— Task —
An exact transcription of all the data is required.

___ Available data ___

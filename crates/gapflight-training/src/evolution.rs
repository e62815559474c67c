//! Selection and reproduction.
//!
//! A generation ends with two steps:
//!
//! 1. **Selection** ([`Evolution::next_population_selection`]) picks the
//!    survivors that will be replayed next to their offspring. The top
//!    `elite_count` agents of the combined pool are kept unconditionally,
//!    so the best fitness never decreases; the remaining slots are filled
//!    by tournaments drawn without replacement, which keeps weaker but
//!    different genomes in play.
//! 2. **Reproduction** ([`Evolution::generate_new_population`]) breeds
//!    fresh agents from the survivors: two parents are drawn by
//!    fitness-proportionate (roulette) selection, combined with BLX-α and
//!    mutated with Gaussian noise.
//!
//! # Fitness Floor
//!
//! Roulette weights are `max(fitness, floor)` with
//! `floor = max(1, fitness_floor_ratio × mean fitness)`. Without the floor
//! an agent that died at distance 0 could never become a parent, and a
//! pool of equally bad agents would have no valid distribution at all.
//!
//! # Determinism
//!
//! Both steps draw only from the RNG passed in, and ties in fitness are
//! broken by the agents' order in the pool, so a seeded RNG reproduces the
//! same survivors and offspring.

use std::cmp::Reverse;

use gapflight_engine::{Agent, Genome, Mode};
use rand::{
    Rng,
    distr::{Distribution as _, weighted::WeightedIndex},
    seq::index,
};
use serde::{Deserialize, Serialize};

use crate::operators::{self, GenomeError};

/// Parameters of the genetic operators.
#[derive(Debug, Clone, PartialEq, Serialize, Deserialize)]
#[serde(default)]
pub struct EvolutionParams {
    /// Number of top agents kept unconditionally by selection.
    pub elite_count: usize,
    /// Agents drawn per selection tournament.
    pub tournament_size: usize,
    /// BLX-α exploration factor.
    pub blx_alpha: f32,
    /// Per-gene mutation probability.
    pub mutation_rate: f32,
    /// Standard deviation of the Gaussian mutation.
    pub mutation_sigma: f32,
    /// Weights are clamped to `[-max_weight, max_weight]`.
    pub max_weight: f32,
    /// Weights of first-generation genomes are drawn from `[-init_weight, init_weight]`.
    pub init_weight: f32,
    /// Roulette floor as a fraction of the mean fitness.
    pub fitness_floor_ratio: f32,
}

impl Default for EvolutionParams {
    fn default() -> Self {
        Self {
            elite_count: 2,
            tournament_size: 3,
            blx_alpha: 0.3,
            mutation_rate: 0.1,
            mutation_sigma: 0.3,
            max_weight: 4.0,
            init_weight: 1.0,
            fitness_floor_ratio: 0.05,
        }
    }
}

/// Where a run is in its generation cycle.
#[derive(Debug, Clone, Copy, PartialEq, Eq, derive_more::Display, derive_more::IsVariant)]
pub enum EvolutionPhase {
    /// Agents are being stepped through the course.
    #[display("evaluating")]
    Evaluating,
    /// Survivors are being chosen from both cohorts.
    #[display("selecting")]
    Selecting,
    /// Offspring are being bred from the survivors.
    #[display("breeding")]
    Breeding,
}

#[derive(Debug, derive_more::Display, derive_more::Error)]
pub enum SelectionError {
    #[display("cannot select {requested} agents from a pool of {available}")]
    PoolTooSmall { available: usize, requested: usize },
}

#[derive(Debug, derive_more::Display, derive_more::Error, derive_more::From)]
pub enum EvolutionError {
    #[display("cannot breed from an empty pool of parents")]
    #[from(ignore)]
    EmptyParentPool,
    #[display("invalid parent weights")]
    ParentWeights { source: rand::distr::weighted::Error },
    #[display("genetic operator failed")]
    Genome { source: GenomeError },
}

/// The evolutionary engine for one run.
#[derive(Debug, Clone)]
pub struct Evolution {
    mode: Mode,
    params: EvolutionParams,
}

impl Evolution {
    #[must_use]
    pub fn new(mode: Mode, params: EvolutionParams) -> Self {
        Self { mode, params }
    }

    #[must_use]
    pub fn mode(&self) -> Mode {
        self.mode
    }

    #[must_use]
    pub fn params(&self) -> &EvolutionParams {
        &self.params
    }

    /// Breeds `count` new agents.
    ///
    /// Without parents (the first generation of a fresh run) every genome
    /// is random. Otherwise each child comes from two roulette-selected
    /// parents through crossover and mutation.
    pub fn generate_new_population<R>(
        &self,
        count: usize,
        parents: Option<&[Agent]>,
        rng: &mut R,
    ) -> Result<Vec<Agent>, EvolutionError>
    where
        R: Rng + ?Sized,
    {
        let Some(parents) = parents else {
            return Ok((0..count)
                .map(|_| Agent::new(self.mode, Genome::random(rng, self.params.init_weight)))
                .collect());
        };
        if parents.is_empty() {
            return Err(EvolutionError::EmptyParentPool);
        }

        let roulette = WeightedIndex::new(self.roulette_weights(parents))?;
        let mut children = Vec::with_capacity(count);
        for _ in 0..count {
            let p1 = &parents[roulette.sample(rng)];
            let p2 = &parents[roulette.sample(rng)];
            let mut child = operators::blx_alpha(
                p1.genome(),
                p2.genome(),
                self.params.blx_alpha,
                self.params.max_weight,
                rng,
            )?;
            operators::mutate(
                &mut child,
                self.params.mutation_sigma,
                self.params.max_weight,
                self.params.mutation_rate,
                rng,
            )?;
            children.push(Agent::new(self.mode, child));
        }
        Ok(children)
    }

    /// Chooses `count` survivors from `pool`.
    ///
    /// The pool is ranked by fitness (descending, stable in pool order).
    /// The top `elite_count` are taken as is; every remaining slot goes to
    /// the winner of a tournament among the agents not yet chosen.
    ///
    /// Fails if the pool holds fewer than `count` agents.
    pub fn next_population_selection<R>(
        &self,
        pool: Vec<Agent>,
        count: usize,
        rng: &mut R,
    ) -> Result<Vec<Agent>, SelectionError>
    where
        R: Rng + ?Sized,
    {
        if pool.len() < count {
            return Err(SelectionError::PoolTooSmall {
                available: pool.len(),
                requested: count,
            });
        }

        let mut ranked = pool;
        ranked.sort_by_key(|agent| Reverse(agent.fitness()));

        let elite = self.params.elite_count.min(count);
        let mut selected: Vec<Agent> = ranked.drain(..elite).collect();
        while selected.len() < count {
            let winner = tournament_select(ranked.len(), self.params.tournament_size, rng);
            selected.push(ranked.remove(winner));
        }
        Ok(selected)
    }

    #[expect(clippy::cast_precision_loss)]
    fn roulette_weights(&self, parents: &[Agent]) -> Vec<f64> {
        let total: f64 = parents.iter().map(|p| f64::from(p.fitness())).sum();
        let mean = total / parents.len() as f64;
        let floor = f64::max(1.0, f64::from(self.params.fitness_floor_ratio) * mean);
        parents
            .iter()
            .map(|p| f64::max(f64::from(p.fitness()), floor))
            .collect()
    }
}

/// Runs one tournament over a ranked slice of length `len`.
///
/// Candidates are ranked best first, so the winner of a tournament is the
/// sampled position closest to the front. Returns that position.
fn tournament_select<R>(len: usize, tournament_size: usize, rng: &mut R) -> usize
where
    R: Rng + ?Sized,
{
    assert!(len > 0);
    let amount = tournament_size.clamp(1, len);
    index::sample(rng, len, amount)
        .into_iter()
        .min()
        .unwrap_or(0)
}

___

— Answer —
filename crates/gapflight-training/src/evolution.rs
repository e62815559474c67c
//! Selection and reproduction.
//!
//! A generation ends with two steps:
//!
//! 1. **Selection** ([`Evolution::next_population_selection`]) picks the
//!    survivors that will be replayed next to their offspring. The top
//!    `elite_count` agents of the combined pool are kept unconditionally,
//!    so the best fitness never decreases; the remaining slots are filled
//!    by tournaments drawn without replacement, which keeps weaker but
//!    different genomes in play.
//! 2. **Reproduction** ([`Evolution::generate_new_population`]) breeds
//!    fresh agents from the survivors: two parents are drawn by
//!    fitness-proportionate (roulette) selection, combined with BLX-α and
//!    mutated with Gaussian noise.
//!
//! # Fitness Floor
//!
//! Roulette weights are `max(fitness, floor)` with
//! `floor = max(1, fitness_floor_ratio × mean fitness)`. Without the floor
//! an agent that died at distance 0 could never become a parent, and a
//! pool of equally bad agents would have no valid distribution at all.
//!
//! # Determinism
//!
//! Both steps draw only from the RNG passed in, and ties in fitness are
//! broken by the agents' order in the pool, so a seeded RNG reproduces the
//! same survivors and offspring.

use std::cmp::Reverse;

use gapflight_engine::{Agent, Genome, Mode};
use rand::{
    Rng,
    distr::{Distribution as _, weighted::WeightedIndex},
    seq::index,
};
use serde::{Deserialize, Serialize};

use crate::operators::{self, GenomeError};

/// Parameters of the genetic operators.
#[derive(Debug, Clone, PartialEq, Serialize, Deserialize)]
#[serde(default)]
pub struct EvolutionParams {
    /// Number of top agents kept unconditionally by selection.
    pub elite_count: usize,
    /// Agents drawn per selection tournament.
    pub tournament_size: usize,
    /// BLX-α exploration factor.
    pub blx_alpha: f32,
    /// Per-gene mutation probability.
    pub mutation_rate: f32,
    /// Standard deviation of the Gaussian mutation.
    pub mutation_sigma: f32,
    /// Weights are clamped to `[-max_weight, max_weight]`.
    pub max_weight: f32,
    /// Weights of first-generation genomes are drawn from `[-init_weight, init_weight]`.
    pub init_weight: f32,
    /// Roulette floor as a fraction of the mean fitness.
    pub fitness_floor_ratio: f32,
}

impl Default for EvolutionParams {
    fn default() -> Self {
        Self {
            elite_count: 2,
            tournament_size: 3,
            blx_alpha: 0.3,
            mutation_rate: 0.1,
            mutation_sigma: 0.3,
            max_weight: 4.0,
            init_weight: 1.0,
            fitness_floor_ratio: 0.05,
        }
    }
}

/// Where a run is in its generation cycle.
#[derive(Debug, Clone, Copy, PartialEq, Eq, derive_more::Display, derive_more::IsVariant)]
pub enum EvolutionPhase {
    /// Agents are being stepped through the course.
    #[display("evaluating")]
    Evaluating,
    /// Survivors are being chosen from both cohorts.
    #[display("selecting")]
    Selecting,
    /// Offspring are being bred from the survivors.
    #[display("breeding")]
    Breeding,
}

#[derive(Debug, derive_more::Display, derive_more::Error)]
pub enum SelectionError {
    #[display("cannot select {requested} agents from a pool of {available}")]
    PoolTooSmall { available: usize, requested: usize },
}

#[derive(Debug, derive_more::Display, derive_more::Error, derive_more::From)]
pub enum EvolutionError {
    #[display("cannot breed from an empty pool of parents")]
    #[from(ignore)]
    EmptyParentPool,
    #[display("invalid parent weights")]
    ParentWeights { source: rand::distr::weighted::Error },
    #[display("genetic operator failed")]
    Genome { source: GenomeError },
}

/// The evolutionary engine for one run.
#[derive(Debug, Clone)]
pub struct Evolution {
    mode: Mode,
    params: EvolutionParams,
}

impl Evolution {
    #[must_use]
    pub fn new(mode: Mode, params: EvolutionParams) -> Self {
        Self { mode, params }
    }

    #[must_use]
    pub fn mode(&self) -> Mode {
        self.mode
    }

    #[must_use]
    pub fn params(&self) -> &EvolutionParams {
        &self.params
    }

    /// Breeds `count` new agents.
    ///
    /// Without parents (the first generation of a fresh run) every genome
    /// is random. Otherwise each child comes from two roulette-selected
    /// parents through crossover and mutation.
    pub fn generate_new_population<R>(
        &self,
        count: usize,
        parents: Option<&[Agent]>,
        rng: &mut R,
    ) -> Result<Vec<Agent>, EvolutionError>
    where
        R: Rng + ?Sized,
    {
        let Some(parents) = parents else {
            return Ok((0..count)
                .map(|_| Agent::new(self.mode, Genome::random(rng, self.params.init_weight)))
                .collect());
        };
        if parents.is_empty() {
            return Err(EvolutionError::EmptyParentPool);
        }

        let roulette = WeightedIndex::new(self.roulette_weights(parents))?;
        let mut children = Vec::with_capacity(count);
        for _ in 0..count {
            let p1 = &parents[roulette.sample(rng)];
            let p2 = &parents[roulette.sample(rng)];
            let mut child = operators::blx_alpha(
                p1.genome(),
                p2.genome(),
                self.params.blx_alpha,
                self.params.max_weight,
                rng,
            )?;
            operators::mutate(
                &mut child,
                self.params.mutation_sigma,
                self.params.max_weight,
                self.params.mutation_rate,
                rng,
            )?;
            children.push(Agent::new(self.mode, child));
        }
        Ok(children)
    }

    /// Chooses `count` survivors from `pool`.
    ///
    /// The pool is ranked by fitness (descending, stable in pool order).
    /// The top `elite_count` are taken as is; every remaining slot goes to
    /// the winner of a tournament among the agents not yet chosen.
    ///
    /// Fails if the pool holds fewer than `count` agents.
    pub fn next_population_selection<R>(
        &self,
        pool: Vec<Agent>,
        count: usize,
        rng: &mut R,
    ) -> Result<Vec<Agent>, SelectionError>
    where
        R: Rng + ?Sized,
    {
        if pool.len() < count {
            return Err(SelectionError::PoolTooSmall {
                available: pool.len(),
                requested: count,
            });
        }

        let mut ranked = pool;
        ranked.sort_by_key(|agent| Reverse(agent.fitness()));

        let elite = self.params.elite_count.min(count);
        let mut selected: Vec<Agent> = ranked.drain(..elite).collect();
        while selected.len() < count {
            let winner = tournament_select(ranked.len(), self.params.tournament_size, rng);
            selected.push(ranked.remove(winner));
        }
        Ok(selected)
    }

    #[expect(clippy::cast_precision_loss)]
    fn roulette_weights(&self, parents: &[Agent]) -> Vec<f64> {
        let total: f64 = parents.iter().map(|p| f64::from(p.fitness())).sum();
        let mean = total / parents.len() as f64;
        let floor = f64::max(1.0, f64::from(self.params.fitness_floor_ratio) * mean);
        parents
            .iter()
            .map(|p| f64::max(f64::from(p.fitness()), floor))
            .collect()
    }
}

/// Runs one tournament over a ranked slice of length `len`.
///
/// Candidates are ranked best first, so the winner of a tournament is the
/// sampled position closest to the front. Returns that position.
fn tournament_select<R>(len: usize, tournament_size: usize, rng: &mut R) -> usize
where
    R: Rng + ?Sized,
{
    assert!(len > 0);
    let amount = tournament_size.clamp(1, len);
    index::sample(rng, len, amount)
        .into_iter()
        .min()
        .unwrap_or(0)
}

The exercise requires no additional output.